[Items from a dataset]
-=-=-=-=-
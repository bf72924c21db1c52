//! The caller-supplied options bag.
//!
//! Options arrive as loosely typed string pairs (query strings, CLI `-O`
//! flags, config file defaults). Nothing is interpreted here; the resolver
//! in [`crate::config::resolve`] owns all parsing and clamping.

use std::collections::BTreeMap;

/// Option keys recognised by the resolver.
///
/// Any other key is carried in the bag but ignored downstream.
pub mod keys {
    pub const SCALE: &str = "scale";
    pub const DPI: &str = "dpi";
    pub const ROTATION: &str = "rotation";
    pub const THICKNESS: &str = "thickness";
    pub const FONT_FAMILY: &str = "fontFamily";
    pub const FONT_SIZE: &str = "fontSize";
    pub const START: &str = "start";
    pub const CHECKSUM: &str = "checksum";
    pub const BARCODE_IDENTIFIER: &str = "barcodeIdentifier";
    pub const SERVICE_TYPE: &str = "serviceType";
    pub const MAILER_IDENTIFIER: &str = "mailerIdentifier";
    pub const SERIAL_NUMBER: &str = "serialNumber";
    pub const LABEL: &str = "label";
    pub const FOREGROUND_COLOR: &str = "foregroundColor";
    pub const BACKGROUND_COLOR: &str = "backgroundColor";

    /// Legacy query-string spellings and the key they stand for.
    pub(crate) const ALIASES: &[(&str, &str)] = &[
        ("font_family", FONT_FAMILY),
        ("font_size", FONT_SIZE),
    ];
}

/// An ordered, permissive string-to-string options bag.
///
/// # Example
///
/// ```
/// use barcodegen::config::RenderOptions;
///
/// let options = RenderOptions::new()
///     .with("scale", "2")
///     .with("thickness", "30");
///
/// assert_eq!(options.get("scale"), Some("2"));
/// assert_eq!(options.get("unknown"), None);
/// ```
#[derive(Debug, Clone, Default, PartialEq, Eq)]
pub struct RenderOptions {
    values: BTreeMap<String, String>,
}

impl RenderOptions {
    /// Create an empty options bag.
    pub fn new() -> Self {
        Self::default()
    }

    /// Builder-style insert.
    pub fn with(mut self, key: impl Into<String>, value: impl Into<String>) -> Self {
        self.insert(key, value);
        self
    }

    /// Insert or replace a value. Legacy key spellings are normalised.
    pub fn insert(&mut self, key: impl Into<String>, value: impl Into<String>) {
        let key = key.into();
        let key = keys::ALIASES
            .iter()
            .find(|(alias, _)| *alias == key)
            .map(|(_, canonical)| canonical.to_string())
            .unwrap_or(key);
        self.values.insert(key, value.into());
    }

    /// Get a raw value.
    pub fn get(&self, key: &str) -> Option<&str> {
        self.values.get(key).map(String::as_str)
    }

    /// Remove a value, returning it.
    pub fn remove(&mut self, key: &str) -> Option<String> {
        self.values.remove(key)
    }

    /// Whether a key is present (even with an empty value).
    pub fn contains_key(&self, key: &str) -> bool {
        self.values.contains_key(key)
    }

    /// Number of entries.
    pub fn len(&self) -> usize {
        self.values.len()
    }

    /// Whether the bag is empty.
    pub fn is_empty(&self) -> bool {
        self.values.is_empty()
    }

    /// Iterate over entries in key order.
    pub fn iter(&self) -> impl Iterator<Item = (&str, &str)> {
        self.values.iter().map(|(k, v)| (k.as_str(), v.as_str()))
    }

    /// Layer these options over `defaults`; keys present here win.
    pub fn over(&self, defaults: &RenderOptions) -> RenderOptions {
        let mut merged = defaults.clone();
        for (key, value) in self.iter() {
            merged.insert(key, value);
        }
        merged
    }

    /// Parse a URL query string (`a=1&b=two+words&c=%2A`).
    ///
    /// Pairs without `=` are stored with an empty value. Malformed percent
    /// escapes are kept literally.
    pub fn from_query(query: &str) -> Self {
        let query = query.strip_prefix('?').unwrap_or(query);
        query
            .split('&')
            .filter(|pair| !pair.is_empty())
            .map(|pair| match pair.split_once('=') {
                Some((key, value)) => (percent_decode(key), percent_decode(value)),
                None => (percent_decode(pair), String::new()),
            })
            .collect()
    }
}

impl<K: Into<String>, V: Into<String>> FromIterator<(K, V)> for RenderOptions {
    fn from_iter<I: IntoIterator<Item = (K, V)>>(iter: I) -> Self {
        let mut options = RenderOptions::new();
        for (key, value) in iter {
            options.insert(key, value);
        }
        options
    }
}

fn percent_decode(input: &str) -> String {
    let bytes = input.as_bytes();
    let mut out = Vec::with_capacity(bytes.len());
    let mut i = 0;
    while i < bytes.len() {
        match bytes[i] {
            b'+' => {
                out.push(b' ');
                i += 1;
            }
            b'%' if i + 2 < bytes.len() => {
                match (hex_value(bytes[i + 1]), hex_value(bytes[i + 2])) {
                    (Some(hi), Some(lo)) => {
                        out.push(hi << 4 | lo);
                        i += 3;
                    }
                    _ => {
                        out.push(b'%');
                        i += 1;
                    }
                }
            }
            b => {
                out.push(b);
                i += 1;
            }
        }
    }
    String::from_utf8_lossy(&out).into_owned()
}

fn hex_value(b: u8) -> Option<u8> {
    match b {
        b'0'..=b'9' => Some(b - b'0'),
        b'a'..=b'f' => Some(b - b'a' + 10),
        b'A'..=b'F' => Some(b - b'A' + 10),
        _ => None,
    }
}

#[cfg(test)]
mod tests {
    use super::*;

    #[test]
    fn test_insert_and_get() {
        let mut options = RenderOptions::new();
        options.insert("scale", "3");
        assert_eq!(options.get("scale"), Some("3"));
        assert!(options.contains_key("scale"));
        assert_eq!(options.len(), 1);
    }

    #[test]
    fn test_legacy_aliases_are_normalised() {
        let options = RenderOptions::new()
            .with("font_family", "Arial.ttf")
            .with("font_size", "10");
        assert_eq!(options.get(keys::FONT_FAMILY), Some("Arial.ttf"));
        assert_eq!(options.get(keys::FONT_SIZE), Some("10"));
        assert_eq!(options.get("font_family"), None);
    }

    #[test]
    fn test_over_prefers_own_values() {
        let defaults = RenderOptions::new().with("scale", "1").with("dpi", "300");
        let request = RenderOptions::new().with("scale", "4");
        let merged = request.over(&defaults);
        assert_eq!(merged.get("scale"), Some("4"));
        assert_eq!(merged.get("dpi"), Some("300"));
    }

    #[test]
    fn test_from_query_legacy_format() {
        let options = RenderOptions::from_query(
            "filetype=PNG&dpi=72&scale=1&rotation=0&font_family=Arial.ttf&font_size=8\
             &text=%2A123456789012345%2A&thickness=30&start=A&code=BCGcode128",
        );
        assert_eq!(options.get("filetype"), Some("PNG"));
        assert_eq!(options.get("text"), Some("*123456789012345*"));
        assert_eq!(options.get(keys::FONT_FAMILY), Some("Arial.ttf"));
        assert_eq!(options.get("code"), Some("BCGcode128"));
        assert_eq!(options.get("start"), Some("A"));
    }

    #[test]
    fn test_from_query_plus_and_bare_keys() {
        let options = RenderOptions::from_query("?label=two+words&checksum&dpi=");
        assert_eq!(options.get("label"), Some("two words"));
        assert_eq!(options.get("checksum"), Some(""));
        assert_eq!(options.get("dpi"), Some(""));
    }

    #[test]
    fn test_percent_decode_malformed_escape_kept() {
        assert_eq!(percent_decode("100%"), "100%");
        assert_eq!(percent_decode("%zz"), "%zz");
        assert_eq!(percent_decode("%41%42"), "AB");
        assert_eq!(percent_decode("%C3%A9"), "é");
    }

    #[test]
    fn test_collect_from_pairs() {
        let options: RenderOptions = vec![("scale", "2"), ("thickness", "40")]
            .into_iter()
            .collect();
        assert_eq!(options.len(), 2);
        assert_eq!(options.iter().next(), Some(("scale", "2")));
    }
}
-=-=-=-=-
**WORK TO BE COMPLETED:** A bare number is required: the count of lines above with the string "bytes".

**ANSWER TO THE PROBLEM:** 6